Our network was driven by dual US Robotics courier modems bridged until the local phone company gave us DSL (we were located close to the switching facility).

There were 3-4 of us devs living there. We cut our own wood, got our water from a natural spring, drank lots of coffee and local beer, and coded 24/7.

Its there where I started to really grow as a dev because there was little distraction and the enviro was very inspiring.

My goal is to get back to the mountain (move my family) and focus on writing good code.

That sounds wild, you should blog about this if you haven't, I'm sure many here would love reading more :)

Thanks guys - I think I will blog about it - that'd be cool.

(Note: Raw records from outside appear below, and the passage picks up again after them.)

//! Tracing subscriber setup shared by the CLI commands.
//!
//! Console output always; an optional log file gets the same events without
//! ANSI colours. `RUST_LOG` replaces the level chosen on the command line.

use crate::domain::error::HftaError;
use std::fs::OpenOptions;
use std::path::Path;
use std::sync::Mutex;
use tracing::Level;
use tracing_subscriber::EnvFilter;
use tracing_subscriber::layer::SubscriberExt;
use tracing_subscriber::util::SubscriberInitExt;

/// Dependencies that log every request at debug.
const NOISY_TARGETS: &[&str] = &["hyper", "hyper_util", "reqwest", "rustls", "h2"];

/// Map a level name to a tracing level. Unknown or empty names mean debug.
pub fn parse_log_level(value: &str) -> Level {
    match value.trim().to_uppercase().as_str() {
        "CRITICAL" | "ERROR" => Level::ERROR,
        "WARNING" | "WARN" => Level::WARN,
        "INFO" => Level::INFO,
        "TRACE" => Level::TRACE,
        _ => Level::DEBUG,
    }
}

/// Filter directive for `level` with the noisy dependencies capped at warn.
pub fn default_directive(level: Level) -> String {
    let mut directive = level.to_string().to_lowercase();
    for target in NOISY_TARGETS {
        directive.push_str(&format!(",{target}=warn"));
    }
    directive
}

pub fn init_logging(level: Level, log_file: Option<&Path>) -> Result<(), HftaError> {
    let filter = EnvFilter::try_from_default_env()
        .unwrap_or_else(|_| EnvFilter::new(default_directive(level)));

    let file_layer = match log_file {
        Some(path) => {
            if let Some(parent) = path.parent().filter(|p| !p.as_os_str().is_empty()) {
                std::fs::create_dir_all(parent)?;
            }
            let file = OpenOptions::new().create(true).append(true).open(path)?;
            Some(
                tracing_subscriber::fmt::layer()
                    .with_ansi(false)
                    .with_writer(Mutex::new(file)),
            )
        }
        None => None,
    };

    tracing_subscriber::registry()
        .with(filter)
        .with(tracing_subscriber::fmt::layer().with_writer(std::io::stderr))
        .with(file_layer)
        .try_init()
        .map_err(|e| HftaError::Io(std::io::Error::other(e)))
}
//! Per-symbol position state and fills.

use super::quote::Side;
use chrono::NaiveDateTime;
use serde::Serialize;

#[derive(Debug, Clone, PartialEq, Serialize)]
pub struct Fill {
    pub symbol: String,
    pub side: Side,
    pub quantity: f64,
    pub price: f64,
    pub timestamp: Option<NaiveDateTime>,
    pub strategy_name: Option<String>,
}

impl Fill {
    /// Signed cash flow of the fill: negative for buys, positive for sells.
    pub fn cash_flow(&self) -> f64 {
        match self.side {
            Side::Buy => -self.price * self.quantity,
            Side::Sell => self.price * self.quantity,
        }
    }
}

/// Net position in one symbol. Positive quantity is long, negative is short.
#[derive(Debug, Clone, Default, PartialEq, Serialize)]
pub struct PositionState {
    pub quantity: f64,
    pub avg_price: f64,
    pub realized_pnl: f64,
}

impl PositionState {
    pub fn is_long(&self) -> bool {
        self.quantity > 0.0
    }

    pub fn is_short(&self) -> bool {
        self.quantity < 0.0
    }

    pub fn is_flat(&self) -> bool {
        self.quantity == 0.0
    }

    pub fn market_value(&self, price: f64) -> f64 {
        self.quantity * price
    }

    pub fn unrealized_pnl(&self, price: f64) -> f64 {
        self.quantity * (price - self.avg_price)
    }

    /// Apply a fill, returning the PnL it realized.
    pub fn apply(&mut self, side: Side, qty: f64, price: f64) -> f64 {
        let before = self.realized_pnl;
        match side {
            Side::Buy if self.quantity >= 0.0 => {
                let new_qty = self.quantity + qty;
                if new_qty > 0.0 {
                    self.avg_price = (self.avg_price * self.quantity + price * qty) / new_qty;
                }
                self.quantity = new_qty;
            }
            Side::Buy => {
                let closing = qty.min(-self.quantity);
                self.realized_pnl += (self.avg_price - price) * closing;
                self.quantity += closing;
                let remaining = qty - closing;
                if remaining > 0.0 {
                    self.quantity = remaining;
                    self.avg_price = price;
                }
            }
            Side::Sell if self.quantity <= 0.0 => {
                let abs_old = -self.quantity;
                let abs_new = abs_old + qty;
                if abs_new > 0.0 {
                    self.avg_price = (self.avg_price * abs_old + price * qty) / abs_new;
                }
                self.quantity -= qty;
            }
            Side::Sell => {
                let closing = qty.min(self.quantity);
                self.realized_pnl += (price - self.avg_price) * closing;
                self.quantity -= closing;
                let remaining = qty - closing;
                if remaining > 0.0 {
                    self.quantity = -remaining;
                    self.avg_price = price;
                }
            }
        }
        if self.is_flat() {
            self.avg_price = 0.0;
        }
        self.realized_pnl - before
    }
}
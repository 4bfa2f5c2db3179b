//! Quote provider backed by the broker's own quote endpoint.

use crate::ports::broker_port::BrokerPort;
use crate::ports::quote_port::QuoteProvider;
use crate::domain::quote::Quote;
use async_trait::async_trait;
use std::collections::HashMap;
use std::sync::Arc;
use tokio::sync::Semaphore;
use tokio::task::JoinSet;

pub struct BrokerQuoteProvider {
    broker: Arc<dyn BrokerPort>,
    max_workers: usize,
}

impl BrokerQuoteProvider {
    pub fn new(broker: Arc<dyn BrokerPort>, max_workers: usize) -> Self {
        Self {
            broker,
            max_workers: max_workers.max(1),
        }
    }

    async fn fetch_sequential(&self, symbols: &[String]) -> HashMap<String, Quote> {
        let mut out = HashMap::new();
        for symbol in symbols {
            match self.broker.get_quote(symbol).await {
                Ok(q) => {
                    out.insert(symbol.clone(), q);
                }
                Err(e) => tracing::warn!("Failed to fetch quote for {symbol}: {e}"),
            }
        }
        out
    }
}

#[async_trait]
impl QuoteProvider for BrokerQuoteProvider {
    async fn get_quotes(&self, symbols: &[String]) -> HashMap<String, Quote> {
        if self.max_workers <= 1 || symbols.len() <= 1 {
            return self.fetch_sequential(symbols).await;
        }

        let permits = Arc::new(Semaphore::new(self.max_workers.min(symbols.len())));
        let mut tasks = JoinSet::new();
        for symbol in symbols {
            let broker = Arc::clone(&self.broker);
            let permits = Arc::clone(&permits);
            let symbol = symbol.clone();
            tasks.spawn(async move {
                let _permit = permits.acquire_owned().await;
                let result = broker.get_quote(&symbol).await;
                (symbol, result)
            });
        }

        let mut out = HashMap::new();
        while let Some(joined) = tasks.join_next().await {
            match joined {
                Ok((symbol, Ok(q))) => {
                    out.insert(symbol, q);
                }
                Ok((symbol, Err(e))) => tracing::warn!("Failed to fetch quote for {symbol}: {e}"),
                Err(e) => tracing::error!("Quote task failed: {e}"),
            }
        }
        out
    }
}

You sir, were living a dream!

I'm coding more than ever - hence why I want to move back.

My family just visited the 'cabin' last month while vacationing in NC. Since then my wife and are are dead set on returning to the mountain.

For me - this life is crazy busy. Constant 'suits' wanting new things built and never fast enough - and never able to understand the amount of work it takes to make 'that magic button'. Seems apetites are insatiable. That's fine as its job security - work is work afterall.

However, it seems that living in a tranquil environment helps run this marathon.

That's awesome. I was doing similar 1.5 hours away at the time, and it can be hard to find local tech folks; wish I'd known about you. :)

So apparently he lives in the woods in a solar powered shack. I guess that would keep costs down.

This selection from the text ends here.